Work to complete |
Return all lines of the listing below that carry the word "tree".
-- Exercise material follows --
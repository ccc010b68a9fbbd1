use std::cell::Cell;
use std::rc::Rc;

use crate::pk::{PrimaryKey, PrimaryKeyMap, SegmentRowId};
use crate::posting::{
    Intersection, Merge, PostingError, PostingIterator, RangeFilter, Union, VecPostingList,
    END_OF_STREAM,
};

fn boxed(ids: &[u32]) -> Box<dyn PostingIterator> {
    Box::new(VecPostingList::from_sorted(ids.to_vec()))
}

/// Wraps a posting iterator and flips a shared flag when dropped, so a
/// test can observe whether an operand was released without ever being
/// queried.
struct DropSignal {
    inner: Box<dyn PostingIterator>,
    dropped: Rc<Cell<bool>>,
}

impl Drop for DropSignal {
    fn drop(&mut self) {
        self.dropped.set(true);
    }
}

impl PostingIterator for DropSignal {
    fn next(&mut self) -> Result<SegmentRowId, PostingError> {
        self.inner.next()
    }

    fn advance(&mut self, target: SegmentRowId) -> Result<SegmentRowId, PostingError> {
        self.inner.advance(target)
    }

    fn min(&self) -> SegmentRowId {
        self.inner.min()
    }

    fn max(&self) -> SegmentRowId {
        self.inner.max()
    }

    fn count(&self) -> usize {
        self.inner.count()
    }
}

fn drain(mut it: impl PostingIterator) -> Vec<u32> {
    let mut out = Vec::new();
    loop {
        let id = it.next().unwrap();
        if id == END_OF_STREAM {
            break;
        }
        out.push(id);
    }
    out
}

#[test]
fn union_dedups_across_operands() {
    let union = Union::new(vec![boxed(&[1, 3, 5]), boxed(&[3, 4, 5, 6])]);
    assert_eq!(drain(union), vec![1, 3, 4, 5, 6]);
}

#[test]
fn union_advance_skips_past_target() {
    let mut union = Union::new(vec![boxed(&[1, 3, 5]), boxed(&[2, 4, 6])]);
    assert_eq!(union.advance(4).unwrap(), 4);
    assert_eq!(union.next().unwrap(), 5);
    assert_eq!(union.next().unwrap(), 6);
    assert_eq!(union.next().unwrap(), END_OF_STREAM);
}

#[test]
fn intersection_finds_common_ids() {
    let inter = Intersection::new(vec![
        boxed(&[1, 2, 3, 4, 5, 6]),
        boxed(&[2, 4, 6, 8]),
        boxed(&[2, 3, 4, 6, 10]),
    ]);
    assert_eq!(drain(inter), vec![2, 4, 6]);
}

#[test]
fn intersection_empty_when_no_overlap() {
    let inter = Intersection::new(vec![boxed(&[1, 2]), boxed(&[100, 200])]);
    assert_eq!(drain(inter), Vec::<u32>::new());
}

#[test]
fn intersection_of_empty_operand_list_is_empty() {
    let inter = Intersection::new(Vec::new());
    assert_eq!(drain(inter), Vec::<u32>::new());
}

#[test]
fn intersection_eagerly_drops_every_child_when_ranges_dont_overlap() {
    let dropped_a = Rc::new(Cell::new(false));
    let dropped_b = Rc::new(Cell::new(false));
    let a = DropSignal {
        inner: boxed(&[1, 2]),
        dropped: dropped_a.clone(),
    };
    let b = DropSignal {
        inner: boxed(&[100, 200]),
        dropped: dropped_b.clone(),
    };

    // `new()` itself must close over non-overlapping ranges and release
    // both operands, before `next`/`advance`/`drain` is ever called.
    let inter = Intersection::new(vec![Box::new(a) as Box<dyn PostingIterator>, Box::new(b)]);
    assert!(dropped_a.get());
    assert!(dropped_b.get());
    assert_eq!(drain(inter), Vec::<u32>::new());
}

#[test]
fn range_filter_keeps_only_ids_in_pk_range() {
    let mut pk_map = PrimaryKeyMap::new();
    for i in 0..10u8 {
        pk_map
            .push(PrimaryKey::new(i as i64, vec![i], vec![]))
            .unwrap();
    }
    let source = boxed(&[0, 1, 2, 3, 4, 5, 6, 7, 8, 9]);
    let start = PrimaryKey::new(3, vec![3u8], vec![]);
    let end = PrimaryKey::new(7, vec![7u8], vec![]);
    let filtered = RangeFilter::new(source, &pk_map, start, end);
    assert_eq!(drain(filtered), vec![3, 4, 5, 6]);
}

#[test]
fn merge_preserves_duplicate_ids_across_operands() {
    let merge = Merge::new(vec![boxed(&[1, 2, 3]), boxed(&[2, 3, 4])]);
    assert_eq!(drain(merge), vec![1, 2, 2, 3, 3, 4]);
}
impl<T: Decode> Decode for Option<T> {
    #[inline]
    fn decode_from(buf: &[u8]) -> Result<(Self, usize), EncodingError> {
        require(buf, 1)?;
        match buf[0] {
            0 => Ok((None, 1)),
            1 => {
                let (val, consumed) = T::decode_from(&buf[1..])?;
                Ok((Some(val), 1 + consumed))
            }
            other => Err(EncodingError::InvalidTag {
                tag: other as u32,
                type_name: "Option<T>",
            }),
        }
    }
}

// ------------------------------------------------------------------------------------------------
// Vec<T>: [u32 count][T₁][T₂]…
//
// NOTE: `Vec<u8>` has a specialised impl above (raw bytes, no per-element
// overhead).  Rust's coherence rules prevent a direct blanket impl from
// overlapping with `Vec<u8>`, so we provide free functions that
// higher-level code calls for vectors of structs.
// ------------------------------------------------------------------------------------------------

/// Encode a slice of `T` as `[u32 count][T₁][T₂]…`.
pub fn encode_vec<T: Encode>(items: &[T], buf: &mut Vec<u8>) -> Result<(), EncodingError> {
    len_to_u32(items.len())?.encode_to(buf)?;
    for item in items {
        item.encode_to(buf)?;
    }
    Ok(())
}

/// Decode a `Vec<T>` from `[u32 count][T₁][T₂]…`.
///
/// The element count is capped at [`MAX_VEC_ELEMENTS`] to prevent
/// allocation bombs from corrupted data.
pub fn decode_vec<T: Decode>(buf: &[u8]) -> Result<(Vec<T>, usize), EncodingError> {
    let (count, mut offset) = u32::decode_from(buf)?;
    if count > MAX_VEC_ELEMENTS {
        return Err(EncodingError::LengthOverflow(format!(
            "vector element count {count} exceeds MAX_VEC_ELEMENTS ({MAX_VEC_ELEMENTS})"
        )));
    }
    let count = count as usize;
    let mut items = Vec::with_capacity(count);
    for _ in 0..count {
        let (item, consumed) = T::decode_from(&buf[offset..])?;
        offset += consumed;
        items.push(item);
    }
    Ok((items, offset))
}
//! Posting-list combinators: union, intersection, range filter, merge.
//!
//! Each combinator implements [`PostingIterator`] over boxed child
//! iterators, so they compose to arbitrary depth — the query planner
//! builds a small DAG of these per predicate tree (spec.md §4.7).
//!
//! The k-way [`Union`] is grounded on
//! `engine::utils::MergeIterator`'s `BinaryHeap`-based merge;
//! [`Intersection`]'s short-circuit is grounded on the early-return style of
//! `sstable::SSTable`'s bloom-filter probe (bail out the
//! moment the remaining operands cannot possibly overlap).

use std::cmp::{Ordering, Reverse};
use std::collections::BinaryHeap;

use crate::pk::{PrimaryKeyMap, SegmentRowId};

use super::{END_OF_STREAM, PostingError, PostingIterator};

/// Type alias for a dynamically dispatched, owned posting-list operand.
pub type BoxedPosting<'a> = Box<dyn PostingIterator + 'a>;

struct HeapEntry<'a> {
    id: SegmentRowId,
    source: usize,
    _marker: std::marker::PhantomData<&'a ()>,
}

impl Ord for HeapEntry<'_> {
    fn cmp(&self, other: &Self) -> Ordering {
        Reverse(self.id).cmp(&Reverse(other.id))
    }
}
impl PartialOrd for HeapEntry<'_> {
    fn partial_cmp(&self, other: &Self) -> Option<Ordering> {
        Some(self.cmp(other))
    }
}
impl PartialEq for HeapEntry<'_> {
    fn eq(&self, other: &Self) -> bool {
        self.id == other.id
    }
}
impl Eq for HeapEntry<'_> {}

/// OR over `N` operands: every id produced by any child, each yielded
/// exactly once. Used for multi-valued column semantics (e.g. `MAP VALUES
/// CONTAINS`, where one row can hit the same term through several map
/// entries) and for combining per-term postings under a single `IN`/range
/// clause.
pub struct Union<'a> {
    children: Vec<BoxedPosting<'a>>,
    heap: BinaryHeap<HeapEntry<'a>>,
    primed: bool,
    last_emitted: Option<SegmentRowId>,
}

impl<'a> Union<'a> {
    /// Builds a union over `children`. Lazily primes the heap on first use
    /// so construction itself cannot fail.
    pub fn new(children: Vec<BoxedPosting<'a>>) -> Self {
        Self {
            children,
            heap: BinaryHeap::new(),
            primed: false,
            last_emitted: None,
        }
    }

    fn prime(&mut self) -> Result<(), PostingError> {
        if self.primed {
            return Ok(());
        }
        for (idx, child) in self.children.iter_mut().enumerate() {
            let id = child.next()?;
            if id != END_OF_STREAM {
                self.heap.push(HeapEntry {
                    id,
                    source: idx,
                    _marker: std::marker::PhantomData,
                });
            }
        }
        self.primed = true;
        Ok(())
    }
}

impl PostingIterator for Union<'_> {
    fn next(&mut self) -> Result<SegmentRowId, PostingError> {
        self.prime()?;
        loop {
            let Some(entry) = self.heap.pop() else {
                return Ok(END_OF_STREAM);
            };
            let next_id = self.children[entry.source].next()?;
            if next_id != END_OF_STREAM {
                self.heap.push(HeapEntry {
                    id: next_id,
                    source: entry.source,
                    _marker: std::marker::PhantomData,
                });
            }
            if self.last_emitted == Some(entry.id) {
                continue;
            }
            self.last_emitted = Some(entry.id);
            return Ok(entry.id);
        }
    }

    fn advance(&mut self, target: SegmentRowId) -> Result<SegmentRowId, PostingError> {
        self.prime()?;
        while let Some(top) = self.heap.peek() {
            if top.id >= target {
                break;
            }
            let entry = self.heap.pop().expect("peeked");
            let advanced = self.children[entry.source].advance(target)?;
            if advanced != END_OF_STREAM {
                self.heap.push(HeapEntry {
                    id: advanced,
                    source: entry.source,
                    _marker: std::marker::PhantomData,
                });
            }
        }
        self.next()
    }

    fn min(&self) -> SegmentRowId {
        self.children.iter().map(|c| c.min()).min().unwrap_or(END_OF_STREAM)
    }

    fn max(&self) -> SegmentRowId {
        self.children.iter().map(|c| c.max()).max().unwrap_or(0)
    }

    fn count(&self) -> usize {
        self.children.iter().map(|c| c.count()).sum()
    }
}

/// AND over `N` operands, evaluated smallest-operand-first. Eagerly closes
/// once `global_min > global_max`, i.e. the remaining operands' value
/// ranges no longer overlap — no further `next`/`advance` calls are made
/// once that happens.
pub struct Intersection<'a> {
    children: Vec<BoxedPosting<'a>>,
    done: bool,
}

impl<'a> Intersection<'a> {
    /// Builds an intersection over `children`, ordered by the caller from
    /// cheapest (smallest [`PostingIterator::count`]) to most expensive —
    /// the planner is responsible for that ordering, this type just walks
    /// operands in the order given.
    ///
    /// Computes `global_min`/`global_max` across every child up front: if
    /// the operands' value ranges already don't overlap, the intersection
    /// is empty before a single `next`/`advance` call is made, and every
    /// child is dropped immediately rather than held open until the first
    /// `next()`.
    pub fn new(children: Vec<BoxedPosting<'a>>) -> Self {
        let mut this = Self { children, done: false };
        if this.closed() {
            this.done = true;
            this.children.clear();
        }
        this
    }

    fn closed(&self) -> bool {
        let global_min = self.children.iter().map(|c| c.min()).max();
        let global_max = self.children.iter().map(|c| c.max()).min();
        match (global_min, global_max) {
            (Some(lo), Some(hi)) => lo > hi,
            _ => true,
        }
    }
}

impl PostingIterator for Intersection<'_> {
    fn next(&mut self) -> Result<SegmentRowId, PostingError> {
        if self.done || self.closed() {
            self.done = true;
            return Ok(END_OF_STREAM);
        }
        let candidate = self.children[0].next()?;
        if candidate == END_OF_STREAM {
            self.done = true;
            return Ok(END_OF_STREAM);
        }
        self.next_from(candidate)
    }

    fn advance(&mut self, target: SegmentRowId) -> Result<SegmentRowId, PostingError> {
        if self.done || self.closed() {
            self.done = true;
            return Ok(END_OF_STREAM);
        }
        let first = self.children[0].advance(target)?;
        if first == END_OF_STREAM {
            self.done = true;
            return Ok(END_OF_STREAM);
        }
        self.next_from(first)
    }

    fn min(&self) -> SegmentRowId {
        self.children.iter().map(|c| c.min()).max().unwrap_or(END_OF_STREAM)
    }

    fn max(&self) -> SegmentRowId {
        self.children.iter().map(|c| c.max()).min().unwrap_or(0)
    }

    fn count(&self) -> usize {
        self.children.iter().map(|c| c.count()).min().unwrap_or(0)
    }
}

impl Intersection<'_> {
    /// Leapfrog join: walks operands in a ring starting just past whichever
    /// operand produced `candidate`, seeking each to `>= candidate`. A
    /// mismatch adopts the overshoot as the new candidate and resets the
    /// agreement count to 1 (the operand that just produced it trivially
    /// agrees) rather than restarting the ring from operand 0 — restarting
    /// would re-seek operands that already reported the old candidate,
    /// stranding them past the new one since `advance` cannot rewind.
    fn next_from(&mut self, mut candidate: SegmentRowId) -> Result<SegmentRowId, PostingError> {
        let n = self.children.len();
        if n == 1 {
            return Ok(candidate);
        }
        let mut agree = 1;
        let mut idx = 1 % n;
        loop {
            let found = self.children[idx].advance(candidate)?;
            if found == END_OF_STREAM {
                self.done = true;
                return Ok(END_OF_STREAM);
            }
            if found == candidate {
                agree += 1;
                if agree == n {
                    return Ok(candidate);
                }
            } else {
                candidate = found;
                agree = 1;
            }
            idx = (idx + 1) % n;
        }
    }
}

/// Wraps a source iterator and drops any id whose primary key falls
/// outside `[start, end)`, per a segment's [`PrimaryKeyMap`]. Used to
/// narrow a column predicate's postings down to a token/partition range
/// (e.g. paging resumption, or a query scoped to one partition).
pub struct RangeFilter<'a> {
    source: BoxedPosting<'a>,
    pk_map: &'a PrimaryKeyMap,
    start: crate::pk::PrimaryKey,
    end: crate::pk::PrimaryKey,
}

impl<'a> RangeFilter<'a> {
    /// Builds a range filter over `source`, keeping only ids whose PK (per
    /// `pk_map`) falls in `[start, end)`.
    pub fn new(
        source: BoxedPosting<'a>,
        pk_map: &'a PrimaryKeyMap,
        start: crate::pk::PrimaryKey,
        end: crate::pk::PrimaryKey,
    ) -> Self {
        Self {
            source,
            pk_map,
            start,
            end,
        }
    }

    fn skip_until_in_range(&mut self, mut id: SegmentRowId) -> Result<SegmentRowId, PostingError> {
        while id != END_OF_STREAM && !self.pk_map.in_range(id, &self.start, &self.end) {
            id = self.source.next()?;
        }
        Ok(id)
    }
}

impl PostingIterator for RangeFilter<'_> {
    fn next(&mut self) -> Result<SegmentRowId, PostingError> {
        let id = self.source.next()?;
        self.skip_until_in_range(id)
    }

    fn advance(&mut self, target: SegmentRowId) -> Result<SegmentRowId, PostingError> {
        let id = self.source.advance(target)?;
        self.skip_until_in_range(id)
    }

    fn min(&self) -> SegmentRowId {
        self.source.min()
    }

    fn max(&self) -> SegmentRowId {
        self.source.max()
    }

    fn count(&self) -> usize {
        self.source.count()
    }
}

/// A non-deduplicating k-way merge: unlike [`Union`], the same id may be
/// yielded more than once if more than one operand produces it. Used to
/// assemble cross-segment result streams where row ids have already been
/// translated into a shared space and duplicate occurrences are
/// meaningful (e.g. counting hits across segments during a rebuild).
pub struct Merge<'a> {
    children: Vec<BoxedPosting<'a>>,
    heap: BinaryHeap<HeapEntry<'a>>,
    primed: bool,
}

impl<'a> Merge<'a> {
    /// Builds a merge over `children`.
    pub fn new(children: Vec<BoxedPosting<'a>>) -> Self {
        Self {
            children,
            heap: BinaryHeap::new(),
            primed: false,
        }
    }

    fn prime(&mut self) -> Result<(), PostingError> {
        if self.primed {
            return Ok(());
        }
        for (idx, child) in self.children.iter_mut().enumerate() {
            let id = child.next()?;
            if id != END_OF_STREAM {
                self.heap.push(HeapEntry {
                    id,
                    source: idx,
                    _marker: std::marker::PhantomData,
                });
            }
        }
        self.primed = true;
        Ok(())
    }
}

impl PostingIterator for Merge<'_> {
    fn next(&mut self) -> Result<SegmentRowId, PostingError> {
        self.prime()?;
        let Some(entry) = self.heap.pop() else {
            return Ok(END_OF_STREAM);
        };
        let next_id = self.children[entry.source].next()?;
        if next_id != END_OF_STREAM {
            self.heap.push(HeapEntry {
                id: next_id,
                source: entry.source,
                _marker: std::marker::PhantomData,
            });
        }
        Ok(entry.id)
    }

    fn advance(&mut self, target: SegmentRowId) -> Result<SegmentRowId, PostingError> {
        self.prime()?;
        while let Some(top) = self.heap.peek() {
            if top.id >= target {
                break;
            }
            let entry = self.heap.pop().expect("peeked");
            let advanced = self.children[entry.source].advance(target)?;
            if advanced != END_OF_STREAM {
                self.heap.push(HeapEntry {
                    id: advanced,
                    source: entry.source,
                    _marker: std::marker::PhantomData,
                });
            }
        }
        self.next()
    }

    fn min(&self) -> SegmentRowId {
        self.children.iter().map(|c| c.min()).min().unwrap_or(END_OF_STREAM)
    }

    fn max(&self) -> SegmentRowId {
        self.children.iter().map(|c| c.max()).max().unwrap_or(0)
    }

    fn count(&self) -> usize {
        self.children.iter().map(|c| c.count()).sum()
    }
}
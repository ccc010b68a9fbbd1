//! Numeric index: fixed-width byte-comparable keys over a one-dimensional
//! block KD-tree, with precomputed postings on internal nodes that satisfy
//! a sampling predicate (spec.md §4.3).
//!
//! [`pack`] turns typed numeric/temporal values into byte-comparable keys;
//! [`bkd`] builds and queries the tree itself. Grounded on
//! `src/sstable/mod.rs`'s block-oriented layout (a leaf is analogous to a
//! fixed-capacity data block) and `src/compaction/stcs/mod.rs`'s
//! bucket-by-threshold logic, adapted here to bucket by tree depth and
//! descendant-leaf count instead of file size.

use thiserror::Error;

use crate::encoding::EncodingError;
use crate::posting::PostingError;

pub mod bkd;
pub mod pack;

#[cfg(test)]
mod tests;

pub use bkd::{NumericIndexReader, NumericIndexWriter};
pub use pack::NumericValue;

/// Errors raised while building or querying a numeric index.
#[derive(Debug, Error)]
pub enum NumericIndexError {
    /// A key's byte width did not match the column's configured width.
    #[error("numeric key width mismatch: expected {expected}, got {actual}")]
    WidthMismatch {
        /// Width every key in this column must have.
        expected: usize,
        /// Width of the offending key.
        actual: usize,
    },

    /// Underlying posting-list failure.
    #[error("numeric index posting error: {0}")]
    Posting(#[from] PostingError),

    /// Underlying block codec failure while reading a serialized tree.
    #[error("numeric index decode error: {0}")]
    Decode(#[from] EncodingError),

    /// The serialized tree is structurally corrupt.
    #[error("corrupt numeric index: {0}")]
    Corrupt(String),
}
-- Exercise material concluded --
Task output |
//! builds a small DAG of these per predicate tree (spec.md §4.7).
//! block KD-tree, with precomputed postings on internal nodes that satisfy
//! [`bkd`] builds and queries the tree itself. Grounded on
//! bucket-by-threshold logic, adapted here to bucket by tree depth and
    /// Underlying block codec failure while reading a serialized tree.
    /// The serialized tree is structurally corrupt.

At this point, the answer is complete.